Call for improvements

The management may consider other management actions such as posting and training for the civil servants concerned. Counselling, monitoring and offer of assistance will be provided to substandard performers by their order to achieve timely improvements, the above measures will be introduced during the appraisal period, rather than waiting until the year-end appraisal .

No specific statistics on counselling and guidance to substandard performers were recorded as this is part of the daily staff management and will be conducted if necessary .

Removal by administrative procedures

There are well-established procedures to facilitate the removal of civil servants who underperforms persistently.

If civil servants persistently put up substandard work and remain unable to make marked improvements, the Government may compulsorily retire them in the public interest under section 12 of the Public Service (Administration) Order for a specific observation period. The Government can also retire a civil servant without setting an observation period if it considers it in the public interest to do so .

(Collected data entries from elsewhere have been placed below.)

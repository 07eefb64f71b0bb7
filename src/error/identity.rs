use dioxus_logger::tracing;
use thiserror::Error;

use crate::model::{
    notice::{IntoNotice, Notice},
    user::Role,
};

#[derive(Error, Debug, Clone, PartialEq)]
pub enum IdentityError {
    #[error("No access token is present")]
    MissingToken,
    #[error("Access token is not a well-formed JWT: {0}")]
    MalformedToken(String),
    #[error("Access token claims could not be decoded: {0}")]
    InvalidClaims(String),
    #[error("Operation requires a signed in user")]
    Unauthenticated,
    #[error("Operation requires role {expected} but the signed in user is {actual}")]
    WrongRole { expected: Role, actual: Role },
}

impl IntoNotice for IdentityError {
    fn into_notice(self) -> Notice {
        tracing::debug!("{}", self);

        match self {
            Self::WrongRole { .. } => Notice::error("You do not have access to this action."),
            _ => Notice::error("Please sign in to continue."),
        }
    }
}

The relevant administrative procedures can be broadly categorised into three phases:

Phase 1: Management action

When an underperforming civil servant is identified, the management concerned must first advise and counsel him or her, and try to help him or her reach the expected standard of performance.

Phase 2: Pre-section 12 action

If the management action in Phase 1 fails, the management will issue a notification letter to the civil servant concerned, giving him or her a forewarning that the management would call for a special appraisal report on him or her. The civil servant will also be warned that the management may invoke a section 12 action on him or her if their work performance continues to be below standard during the observation period.

Phase 3: Section 12 action

The case will be transferred and considered by the Civil Service Bureau if the special appraisal report concludes that the performance of the concerned civil servant remains substandard during the observation period.

If the Civil Service Bureau considers there to be adequate evidence to invoke section 12 on the concerned civil servant, it would issue a letter of intent of requiring retirement to him or her. The civil servant concerned will be given the opportunity to submit their case and representations. Upon consideration of all relevant circumstances, the Chief Executive retains the power to require the officer to retire from the Civil Service.

From 2016 to 2020, the Government has instituted pre-12 section action against 19 civil servants. Among these cases, 4 civil servants have substantial improvement in performance hence are no longer required to further proceedings; Among the remaining 15 officers, 6are still under observation period (some are more recent cases), 2 were retired in the public interest due to persistent sub-standard performance without improvement; 7 has left the Civil service after the commencement of phase 3, i.e. section 12 action .

Disciplinary mechanism

There are two types of disciplinary actions in civil service that can be imposed on civil servants by the Bureau or department,

Summary disciplinary action

Summary disciplinary action such as issuing verbal or written warning, may be taken to civil servants who committed minor misconduct. Minor mistadocut includes occasional unpunctuality and breach of government regulations of a monitor nature, after investigation.

Formal disciplinary action
Against civil servants who are with (i) repeated minor misconduct; (ii) more serious misconduct such as abusing their official position; wilfully neglecting official instructions or absenting from duty; and (iii) conviction of criminal offence. Bureau or department can send the mentioned cases to the Secretariat on Civil Service Discipline for centralised processing, with penalties ranging from reprimand to dismissal. The accused civil servant reserved the right to cross-examine witnesses and make representation under the principle of 'natural justice' to ensure a fair hearing .

During 2015–2020, an average of 656 disciplinary actions were brought against civil servants every year.. The majority of these proceedings were in the form of moderate warnings, with only 5.5 percent resulting in removal by dismissal and compulsory retirement.. Civil Servants who disagree with the disciplinary rulings can appeal to the Chief Executive or seek judicial review.However, it has been suggested that the present disciplinary mechanism has insufficient deterrent effect on civil servants who committed misconduct.

Moreover, as there was no statutory time limit on the procedures, the disciplinary cases took a very long period of time to conclude . From 2015 to 2020, approximately 25% of disciplinary matters subject to hearings could not be concluded and ended by the Secretariat on Civil Service Discipline within nine months . It took more than a year to conclude the whole procedure for cases in which Civil Servants were convicted with criminal offences that are relatively minor in nature. Due to the tremendous workload and prolonged examination by Bureau or department, the processing period might be as long as three years in extreme cases . Department took more than two years to conclude the investigation and recommend suitable punishment .

4. Results and findings

The results of the appraisal system have been reflected in different survey results and findings from various credible sources.

4.1 Performance Appraisal in a Hong Kong Public Sector Hospital (1994)

According to the survey conducted, among 316 responses, around 90% of respondents noted that competencies were discussed in appraisal interviews; around 50% of respondents believed that the performance planning stage was useful for gaining an understanding of their responsibilities.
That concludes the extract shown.